Fuel cells developed that may help paralysed move

Washington: Researchers have developed an implantable fuel cell that may drive highly efficient brain implants of the future, helping paralysed patients regain control of their arms and legs.

Developed and designed by Rahul Sarpeshkar, associate professor of electrical engineering and computer science at MIT, and Benjamin Rapoport, former graduate student in Sarpeshkar`s lab, who led the study, the fuel cells runs on the same sugar that powers human cells - glucose.

Researchers fabricated the fuel cell on a silicon chip, allowing it to be integrated with other circuits that would be needed for a brain implant, the journal Public Library of Science ONE reports.

The idea of a glucose fuel cell is not new: In the 1970s, scientists showed they could power a pacemaker with a glucose fuel cell, but the idea was abandoned in favour of lithium-ion batteries, which could provide significantly more power per unit area than glucose fuel cells, according to an MIT statement.

These glucose fuel cells also utilised enzymes that proved to be impractical for long-term implantation in the body, since they eventually ceased to function efficiently.

The new twist to the MIT fuel cell, fabricated from silicon, using the same technology behind semiconductor electronic chips, is that it has no biological components: It consists of a platinum catalyst that strips electrons from glucose, mimicking the activity of cellular enzymes that break down glucose to generate ATP, the cell`s energy currency.

Platinum has a proven record of long-term biocompatibility within the body.

So far, the fuel cell can generate up to hundreds of microwatts - enough to power an ultra-low-power and clinically useful neural implant.

"It will be a few more years into the future before you see people with spinal-cord injuries receive such implantable systems in the context of standard medical care, but those are the sorts of devices you could envision powering from a glucose-based fuel cell," says Rapoport.

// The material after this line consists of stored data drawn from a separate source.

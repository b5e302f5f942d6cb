//! fieldgw-core - Core types for the field device gateway
//!
//! This crate provides the pieces every other gateway crate builds on:
//!
//! - [`device`] - the `Device` record and its kind/address/transport
//! - [`registry`] - the concurrent device registry
//! - [`command`] - the `COMMAND|DEVICE_ID[|PAYLOAD]` client grammar
//! - [`codec`] - JSON wire messages exchanged with devices
//! - [`error`] - the gateway error taxonomy

pub mod codec;
pub mod command;
pub mod device;
pub mod error;
pub mod registry;

pub use codec::{
    Announce, CodecError, DiscoveryProbe, StateChange, Telemetry, WireMessage, DISCOVERY_REQUEST,
    MAX_FRAME_LEN,
};
pub use command::{ClientCommand, CommandKind};
pub use device::{Device, DeviceAddress, DeviceKind, Transport};
pub use error::{GatewayError, GatewayResult};
pub use registry::DeviceRegistry;
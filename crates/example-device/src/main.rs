//! Example Field Device Simulator
//!
//! Runs one simulated device that answers gateway discovery probes, pushes
//! telemetry, and (for actuators) accepts state changes.
//!
//! # Usage
//!
//! ```bash
//! ./example-device --profile headlight --id headlight --port 9995
//! ./example-device --profile ac --id ac --port 9996
//! ./example-device --profile location --id car-loc --track route.csv
//! ```

use std::net::Ipv4Addr;
use std::path::PathBuf;

use anyhow::{Context, Result};
use clap::Parser;
use example_device::{DeviceConfig, Profile, SimulatedDevice};
use tracing::info;

#[derive(Parser, Debug)]
#[command(name = "example-device")]
#[command(about = "Simulated field device for gateway development")]
struct Args {
    /// Configuration file path (TOML format)
    #[arg(short, long)]
    config: Option<PathBuf>,

    /// Device profile: headlight, ac, location
    #[arg(short, long)]
    profile: Option<Profile>,

    /// Device ID announced to the gateway
    #[arg(long)]
    id: Option<String>,

    /// Command port (actuators listen here)
    #[arg(long)]
    port: Option<u16>,

    /// Host announced to the gateway
    #[arg(long)]
    advertise_host: Option<String>,

    /// Discovery multicast group
    #[arg(long)]
    multicast_group: Option<Ipv4Addr>,

    /// Discovery multicast port
    #[arg(long)]
    multicast_port: Option<u16>,

    /// Telemetry interval in milliseconds
    #[arg(long)]
    interval_ms: Option<u64>,

    /// CSV track for the location profile
    #[arg(long)]
    track: Option<PathBuf>,

    /// Enable verbose output
    #[arg(short, long)]
    verbose: bool,
}

#[tokio::main]
async fn main() -> Result<()> {
    let args = Args::parse();

    let filter = if args.verbose {
        "example_device=debug,fieldgw_transport=debug"
    } else {
        "example_device=info"
    };
    tracing_subscriber::fmt().with_env_filter(filter).init();

    let mut config = match &args.config {
        Some(path) => {
            info!("Loading config from: {}", path.display());
            DeviceConfig::load(path).context("Failed to load config")?
        }
        None => DeviceConfig::default(),
    };

    if let Some(profile) = args.profile {
        config.profile = profile;
        if args.id.is_none() && args.config.is_none() {
            config.device_id = format!("{:?}", profile).to_ascii_lowercase();
        }
    }
    if let Some(id) = args.id {
        config.device_id = id;
    }
    if let Some(port) = args.port {
        config.port = port;
    }
    if let Some(host) = args.advertise_host {
        config.advertise_host = Some(host);
    }
    if let Some(group) = args.multicast_group {
        config.multicast_group = group;
    }
    if let Some(port) = args.multicast_port {
        config.multicast_port = port;
    }
    if let Some(interval) = args.interval_ms {
        config.telemetry_interval_ms = interval;
    }
    if let Some(track) = args.track {
        config.track = Some(track);
    }

    let logic = config.build_logic()?;
    let handle = SimulatedDevice::start(&config, logic)
        .await
        .context("Failed to start device")?;

    info!(
        "Device '{}' ({:?}) waiting for gateway probes on {}:{}",
        config.device_id, config.profile, config.multicast_group, config.multicast_port
    );

    tokio::signal::ctrl_c().await?;
    info!("Shutting down...");
    handle.stop();

    Ok(())
}
//! Client request grammar
//!
//! Clients send one text request per line, shaped as
//! `COMMAND|DEVICE_ID[|PAYLOAD]`. The grammar is strict: any field count
//! that does not fit the command is a format error, never a guess.

use crate::error::{GatewayError, GatewayResult};

/// Field separator of the client grammar
pub const FIELD_SEPARATOR: char = '|';

/// Recognized command tokens
#[derive(Debug, Clone, Copy, PartialEq, Eq)]
pub enum CommandKind {
    GetDeviceState,
    SetDeviceState,
}

impl CommandKind {
    pub fn token(self) -> &'static str {
        match self {
            CommandKind::GetDeviceState => "GET_DEVICE_STATE",
            CommandKind::SetDeviceState => "SET_DEVICE_STATE",
        }
    }

    fn from_token(token: &str) -> Option<Self> {
        match token {
            "GET_DEVICE_STATE" => Some(CommandKind::GetDeviceState),
            "SET_DEVICE_STATE" => Some(CommandKind::SetDeviceState),
            _ => None,
        }
    }
}

/// A parsed client request
#[derive(Debug, Clone, PartialEq, Eq)]
pub enum ClientCommand {
    GetDeviceState { device_id: String },
    SetDeviceState { device_id: String, payload: String },
}

impl ClientCommand {
    /// Parse one request line (a trailing `\r`/`\n` is ignored)
    ///
    /// ```
    /// # use fieldgw_core::ClientCommand;
    /// let cmd = ClientCommand::parse("SET_DEVICE_STATE|dev1|ON").unwrap();
    /// assert_eq!(cmd.device_id(), "dev1");
    /// assert!(ClientCommand::parse("BADCOMMAND").is_err());
    /// ```
    pub fn parse(line: &str) -> GatewayResult<Self> {
        let line = line.trim_end_matches(['\r', '\n']);
        let fields: Vec<&str> = line.split(FIELD_SEPARATOR).collect();

        if !(2..=3).contains(&fields.len()) {
            return Err(GatewayError::InvalidFormat(line.to_string()));
        }

        let (token, device_id) = (fields[0], fields[1]);
        let kind = CommandKind::from_token(token)
            .ok_or_else(|| GatewayError::UnknownCommand(token.to_string()))?;

        if device_id.is_empty() {
            return Err(GatewayError::InvalidFormat(line.to_string()));
        }

        match (kind, fields.get(2)) {
            (CommandKind::GetDeviceState, None) => Ok(ClientCommand::GetDeviceState {
                device_id: device_id.to_string(),
            }),
            (CommandKind::SetDeviceState, Some(payload)) => Ok(ClientCommand::SetDeviceState {
                device_id: device_id.to_string(),
                payload: payload.to_string(),
            }),
            _ => Err(GatewayError::InvalidFormat(line.to_string())),
        }
    }

    pub fn kind(&self) -> CommandKind {
        match self {
            ClientCommand::GetDeviceState { .. } => CommandKind::GetDeviceState,
            ClientCommand::SetDeviceState { .. } => CommandKind::SetDeviceState,
        }
    }

    pub fn device_id(&self) -> &str {
        match self {
            ClientCommand::GetDeviceState { device_id }
            | ClientCommand::SetDeviceState { device_id, .. } => device_id,
        }
    }

    /// Render back into the wire grammar
    pub fn to_line(&self) -> String {
        match self {
            ClientCommand::GetDeviceState { device_id } => {
                format!("{}{}{}", self.kind().token(), FIELD_SEPARATOR, device_id)
            }
            ClientCommand::SetDeviceState { device_id, payload } => format!(
                "{}{sep}{}{sep}{}",
                self.kind().token(),
                device_id,
                payload,
                sep = FIELD_SEPARATOR
            ),
        }
    }
}
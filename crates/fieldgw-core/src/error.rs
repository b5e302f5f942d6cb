//! Common error types for the gateway

use thiserror::Error;

/// Result type for gateway operations
pub type GatewayResult<T> = Result<T, GatewayError>;

/// Errors that can occur while handling gateway traffic
///
/// The `Display` text of the client-facing variants is exactly what the
/// client receives as its response line.
#[derive(Debug, Error)]
pub enum GatewayError {
    /// Unknown device id referenced by a client command
    #[error("Device ID={0} not found")]
    DeviceNotFound(String),

    /// Client attempted to change a sensor's state
    #[error("Sensors cannot change state")]
    SensorReadOnly(String),

    /// Request did not follow `COMMAND|DEVICE_ID[|PAYLOAD]`
    #[error("Invalid request format, expected COMMAND|DEVICE_ID[|PAYLOAD]")]
    InvalidFormat(String),

    /// Command token not recognized
    #[error("Unknown command: {0}")]
    UnknownCommand(String),

    /// Outbound delivery to a device failed
    #[error("Failed to deliver state to device ID={device_id}: {reason}")]
    Delivery { device_id: String, reason: String },
}

impl GatewayError {
    /// Short machine-friendly label, used as a tracing field
    pub fn kind(&self) -> &'static str {
        match self {
            GatewayError::DeviceNotFound(_) => "lookup",
            GatewayError::SensorReadOnly(_) => "permission",
            GatewayError::InvalidFormat(_) | GatewayError::UnknownCommand(_) => "request",
            GatewayError::Delivery { .. } => "transport",
        }
    }
}
//! Gateway task wiring
//!
//! [`Gateway::start`] binds every socket before spawning anything, so a port
//! that cannot be bound is reported as a configuration error and nothing is
//! left half-running.

use std::net::SocketAddr;
use std::sync::Arc;
use std::time::Duration;

use fieldgw_core::DeviceRegistry;
use fieldgw_transport::{udp, DeviceConnector};
use tokio::net::TcpListener;
use tokio::task::JoinHandle;
use tracing::{info, warn};

use crate::config::{ConfigError, GatewayConfig};
use crate::discovery::{DiscoveryEngine, DiscoveryState};
use crate::router::CommandRouter;
use crate::server::serve_clients;
use crate::shutdown::{self, ShutdownTrigger};
use crate::telemetry::TelemetryIngestor;

/// Time each loop gets to stop before it is abandoned
const SHUTDOWN_GRACE: Duration = Duration::from_secs(2);

/// Entry point for running a gateway
pub struct Gateway;

impl Gateway {
    /// Bind all sockets and spawn the gateway loops
    pub async fn start(
        config: GatewayConfig,
        connector: Arc<dyn DeviceConnector>,
    ) -> Result<GatewayHandle, ConfigError> {
        config.validate()?;
        let registry = Arc::new(DeviceRegistry::new());

        let client_listener = TcpListener::bind(config.client.addr())
            .await
            .map_err(|e| bind_error("client listener", e))?;
        let client_addr = client_listener
            .local_addr()
            .map_err(|e| bind_error("client listener", e))?;

        // UDP and TCP telemetry share one port number; with port 0 the
        // datagram socket picks it and the listener follows.
        let mut telemetry_addr = config.telemetry.addr();
        let telemetry_udp = if config.telemetry.udp {
            let socket = udp::bind_udp(telemetry_addr).map_err(|e| ConfigError::Bind {
                what: "telemetry UDP socket",
                reason: e.to_string(),
            })?;
            telemetry_addr = socket
                .local_addr()
                .map_err(|e| bind_error("telemetry UDP socket", e))?;
            Some(socket)
        } else {
            None
        };
        let telemetry_tcp = if config.telemetry.tcp {
            let listener = TcpListener::bind(telemetry_addr)
                .await
                .map_err(|e| bind_error("telemetry TCP listener", e))?;
            telemetry_addr = listener
                .local_addr()
                .map_err(|e| bind_error("telemetry TCP listener", e))?;
            Some(listener)
        } else {
            None
        };

        let discovery = Arc::new(DiscoveryEngine::bind(
            &config.discovery,
            registry.clone(),
            telemetry_addr.port(),
        )?);
        let discovery_addr = discovery
            .response_addr()
            .map_err(|e| bind_error("discovery response socket", e))?;

        // Everything is bound: spawn the loops
        let (trigger, shutdown) = shutdown::channel();
        let mut tasks: Vec<(&'static str, JoinHandle<()>)> = Vec::new();

        let router = CommandRouter::new(registry.clone(), connector);
        tasks.push((
            "client server",
            tokio::spawn(serve_clients(client_listener, router, shutdown.clone())),
        ));

        let ingestor = Arc::new(TelemetryIngestor::new(registry.clone()));
        if let Some(socket) = telemetry_udp {
            let ingestor = ingestor.clone();
            let shutdown = shutdown.clone();
            tasks.push((
                "telemetry UDP",
                tokio::spawn(async move { ingestor.run_udp(socket, shutdown).await }),
            ));
        }
        if let Some(listener) = telemetry_tcp {
            tasks.push((
                "telemetry TCP",
                tokio::spawn(ingestor.clone().run_tcp(listener, shutdown.clone())),
            ));
        }

        {
            let discovery = discovery.clone();
            let shutdown = shutdown.clone();
            tasks.push((
                "discovery",
                tokio::spawn(async move { discovery.run(shutdown).await }),
            ));
        }

        info!(
            client = %client_addr,
            telemetry = %telemetry_addr,
            discovery = %discovery_addr,
            group = %config.discovery.group_addr(),
            "Gateway started"
        );

        Ok(GatewayHandle {
            client_addr,
            telemetry_addr,
            discovery_addr,
            registry,
            discovery,
            trigger,
            tasks,
        })
    }
}

fn bind_error(what: &'static str, e: std::io::Error) -> ConfigError {
    ConfigError::Bind {
        what,
        reason: e.to_string(),
    }
}

/// A running gateway
pub struct GatewayHandle {
    client_addr: SocketAddr,
    telemetry_addr: SocketAddr,
    discovery_addr: SocketAddr,
    registry: Arc<DeviceRegistry>,
    discovery: Arc<DiscoveryEngine>,
    trigger: ShutdownTrigger,
    tasks: Vec<(&'static str, JoinHandle<()>)>,
}

impl GatewayHandle {
    /// Address clients connect to
    pub fn client_addr(&self) -> SocketAddr {
        self.client_addr
    }

    /// Address devices push telemetry to (UDP and TCP)
    pub fn telemetry_addr(&self) -> SocketAddr {
        self.telemetry_addr
    }

    /// Address discovery responses are received on
    pub fn discovery_addr(&self) -> SocketAddr {
        self.discovery_addr
    }

    pub fn registry(&self) -> &Arc<DeviceRegistry> {
        &self.registry
    }

    pub fn discovery_state(&self) -> DiscoveryState {
        self.discovery.state()
    }

    /// Stop every loop and wait for them to finish
    pub async fn shutdown(self) {
        info!("Shutting down gateway");
        self.trigger.fire();

        for (name, task) in self.tasks {
            match tokio::time::timeout(SHUTDOWN_GRACE, task).await {
                Ok(Ok(())) => {}
                Ok(Err(e)) => warn!(task = name, error = %e, "Gateway task failed"),
                Err(_) => warn!(task = name, "Gateway task did not stop in time"),
            }
        }

        info!("Gateway stopped");
    }
}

He calculated that in theory, the glucose fuel cell could get all the sugar it needs from the cerebrospinal fluid (CSF) that bathes the brain and protects it from banging into the skull.

There are very few cells in the CSF, so it`s highly unlikely that an implant located there would provoke an immune response.

There is also significant glucose in the CSF, which does not generally get used by the body. Since only a small fraction of the available power is utilized by the glucose fuel cell, the impact on the brain`s function would likely be small.